Elisabeth Moss on ‘The Invisible Man 2’: The Sequel Refuses to Stay Hidden
Back in February 2020—mere weeks before the pandemic shuttered theaters—Leigh Whannell’s The Invisible Man became that rare horror miracle: a modest $7 million production that clawed its way to nearly $144 million worldwide. Elisabeth Moss’s unnerving performance, part trauma study and part survival thriller, anchored a film that felt like Cronenberg filtered through indie grit.
Now, more than four years later, Moss insists the sequel is alive, if not exactly visible. Speaking to ScreenRant, she confirmed: “We still want one, so we’re still working on it.” The roadblock? A script still in progress.
And then there’s the bigger question: without Whannell, is this even worth making?
No Whannell, No Center of Gravity
Whannell has made it clear he won’t return. In his words, the original film already had a “perfect” ending. He’s right. It was clean, cruel, and cathartic—rare closure in a genre that thrives on endless resurrections.
Hollywood, however, rarely lets a $144 million ghost vanish. Blumhouse has a long history of resurrecting franchises—sometimes brilliantly (Paranormal Activity), sometimes mechanically (Ouija: Origin of Evil). But Whannell’s exit feels seismic. Imagine The Babadook 2 without Jennifer Kent. Or Hereditary: The Sequel sans Ari Aster. The DNA mutates, the center collapses.
The Blumhouse Factor
Blumhouse thrives on microbudget alchemy: make it cheap, make it fast, reap the box office. But even they’ve hit snags. M3GAN 2.0 stumbled this summer, proving not every viral horror hit translates to franchise sustainability. You’d think that might temper sequel mania. Doubtful.
Moss is a heavyweight—her presence guarantees attention. Yet horror sequels built around a lead actor, not a director’s vision, tend to sag. Think The Ring Two. Think Poltergeist III. And then think of how many times Universal has fumbled its monster IPs trying to reboot them.

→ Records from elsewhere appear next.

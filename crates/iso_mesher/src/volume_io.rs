//! Reading and writing raw scalar volume files.
//!
//! Layout, little endian:
//! - Bytes 0-3: magic `"ISOV"`
//! - Bytes 4-15: `nx`, `ny`, `nz` (u32)
//! - Byte 16: sample format (0 = u8, 1 = u16, 2 = f32)
//! - Bytes 17-19: zero
//! - `nx * ny * nz` samples, x fastest
//!
//! Integer samples are widened to `f32` on load.

use std::fs::File;
use std::io::{BufReader, ErrorKind, Read, Write};
use std::path::Path;

use crate::core::{ScalarVolume, VolumeSpec};
use crate::error::{ExtractError, Result};

pub const VOLUME_MAGIC: [u8; 4] = *b"ISOV";
pub const HEADER_SIZE: usize = 20;

#[derive(Debug, Clone, Copy, PartialEq, Eq)]
pub enum SampleFormat {
    U8,
    U16,
    F32,
}

impl SampleFormat {
    pub fn bytes_per_sample(self) -> usize {
        match self {
            SampleFormat::U8 => 1,
            SampleFormat::U16 => 2,
            SampleFormat::F32 => 4,
        }
    }

    fn code(self) -> u8 {
        match self {
            SampleFormat::U8 => 0,
            SampleFormat::U16 => 1,
            SampleFormat::F32 => 2,
        }
    }

    fn from_code(code: u8) -> Option<Self> {
        match code {
            0 => Some(SampleFormat::U8),
            1 => Some(SampleFormat::U16),
            2 => Some(SampleFormat::F32),
            _ => None,
        }
    }
}

#[derive(Debug, Clone, Copy, PartialEq)]
pub struct VolumeHeader {
    pub dims: [u32; 3],
    pub format: SampleFormat,
}

impl VolumeHeader {
    pub fn to_bytes(&self) -> [u8; HEADER_SIZE] {
        let mut bytes = [0u8; HEADER_SIZE];
        bytes[0..4].copy_from_slice(&VOLUME_MAGIC);
        bytes[4..8].copy_from_slice(&self.dims[0].to_le_bytes());
        bytes[8..12].copy_from_slice(&self.dims[1].to_le_bytes());
        bytes[12..16].copy_from_slice(&self.dims[2].to_le_bytes());
        bytes[16] = self.format.code();
        bytes
    }

    pub fn from_bytes(bytes: &[u8; HEADER_SIZE]) -> Result<Self> {
        if bytes[0..4] != VOLUME_MAGIC {
            return Err(ExtractError::InvalidVolume(format!(
                "bad magic {:?}",
                &bytes[0..4]
            )));
        }
        let word = |at: usize| u32::from_le_bytes([bytes[at], bytes[at + 1], bytes[at + 2], bytes[at + 3]]);
        let format = SampleFormat::from_code(bytes[16]).ok_or_else(|| {
            ExtractError::InvalidVolume(format!("unknown sample format {}", bytes[16]))
        })?;
        if bytes[17..20] != [0, 0, 0] {
            return Err(ExtractError::InvalidVolume("reserved header bytes are not zero".into()));
        }
        Ok(Self {
            dims: [word(4), word(8), word(12)],
            format,
        })
    }

    /// Payload length in bytes, or `None` if it does not fit in memory.
    pub fn payload_len(&self) -> Option<usize> {
        let voxels = (self.dims[0] as u64)
            .checked_mul(self.dims[1] as u64)?
            .checked_mul(self.dims[2] as u64)?;
        let bytes = voxels.checked_mul(self.format.bytes_per_sample() as u64)?;
        usize::try_from(bytes).ok()
    }
}

/// Loads a volume file from disk.
pub fn load_volume<P: AsRef<Path>>(path: P) -> Result<ScalarVolume> {
    let path = path.as_ref();
    let file = File::open(path)?;
    let volume = read_volume(BufReader::new(file))?;
    log::debug!("loaded {:?} volume from {}", volume.dims(), path.display());
    Ok(volume)
}

pub fn read_volume<R: Read>(mut reader: R) -> Result<ScalarVolume> {
    let mut header_bytes = [0u8; HEADER_SIZE];
    read_exact_or_truncated(&mut reader, &mut header_bytes, "header")?;
    let header = VolumeHeader::from_bytes(&header_bytes)?;

    let spec = VolumeSpec::new(header.dims);
    spec.validate()?;
    let len = header.payload_len().ok_or_else(|| {
        ExtractError::InvalidVolume(format!("dims {:?} are too large", header.dims))
    })?;

    let mut payload = vec![0u8; len];
    read_exact_or_truncated(&mut reader, &mut payload, "payload")?;

    let samples: Vec<f32> = match header.format {
        SampleFormat::U8 => payload.iter().map(|&b| b as f32).collect(),
        SampleFormat::U16 => payload
            .chunks_exact(2)
            .map(|c| u16::from_le_bytes([c[0], c[1]]) as f32)
            .collect(),
        SampleFormat::F32 => payload
            .chunks_exact(4)
            .map(|c| f32::from_le_bytes([c[0], c[1], c[2], c[3]]))
            .collect(),
    };
    ScalarVolume::new(spec, samples)
}

/// Writes `volume` in `format`. Samples are rounded and saturated when
/// narrowed to an integer format.
pub fn write_volume<W: Write>(mut writer: W, volume: &ScalarVolume, format: SampleFormat) -> Result<()> {
    let header = VolumeHeader {
        dims: volume.dims(),
        format,
    };
    writer.write_all(&header.to_bytes())?;

    let mut payload = Vec::with_capacity(volume.samples().len() * format.bytes_per_sample());
    for &v in volume.samples() {
        match format {
            SampleFormat::U8 => payload.push(v.round() as u8),
            SampleFormat::U16 => payload.extend_from_slice(&(v.round() as u16).to_le_bytes()),
            SampleFormat::F32 => payload.extend_from_slice(&v.to_le_bytes()),
        }
    }
    writer.write_all(&payload)?;
    writer.flush()?;
    Ok(())
}

fn read_exact_or_truncated<R: Read>(reader: &mut R, buf: &mut [u8], what: &str) -> Result<()> {
    reader.read_exact(buf).map_err(|err| match err.kind() {
        ErrorKind::UnexpectedEof => ExtractError::InvalidVolume(format!("truncated {what}")),
        _ => ExtractError::Io(err),
    })
}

Leigh Whannell: A Career at a Crossroads
Whannell’s absence is both frustrating and fascinating. He’s one of the few modern genre directors who understands tension as texture. Upgrade (2018) remains a cult masterpiece—a brutal, techno-body horror experiment that felt like Verhoeven on a Red Bull bender.
But his recent Wolf Man drew mixed reviews, and it’s clear he doesn’t want to remain locked inside Blumhouse’s IP vault. He’s already attached to The Green Hornet and Kato, which he hopes to both write and direct. Not exactly the most exciting move after proving himself capable of auteur-level work. Then again, maybe that’s the career paradox: leap from indie darling to studio hand, and somewhere in the middle you find your footing.
What This Means for Horror Fans
So, The Invisible Man 2 exists—at least as a concept. Moss is in. A script is cooking. But Whannell’s refusal looms over it all. Can Blumhouse replicate the alchemy without him? History suggests not.
As a fan, I’m torn. Part of me wants Moss to dive back into this world, because her performance was electric. The other part says: let sleeping monsters stay dead. Maybe the beauty of Whannell’s Invisible Man was that it left us with no dangling threads. No cliffhanger. Just finality. And horror rarely gifts us that.
Anyway—would you actually want to see a sequel without him?
5 Things You Should Know About ‘The Invisible Man 2’
Elisabeth Moss confirms it’s still happening
The actress told ScreenRant that work on the script continues.
Leigh Whannell won’t return
The director has ruled himself out, calling the original ending “perfect.”
Blumhouse is behind it
The studio rarely lets a sub-$10M hit rest, despite mixed results with other sequels.
Script still in development
No release date, no production start—just pages being drafted.
Whannell’s future lies elsewhere
He’s focused on The Green Hornet and Kato and distancing himself from Blumhouse sequels.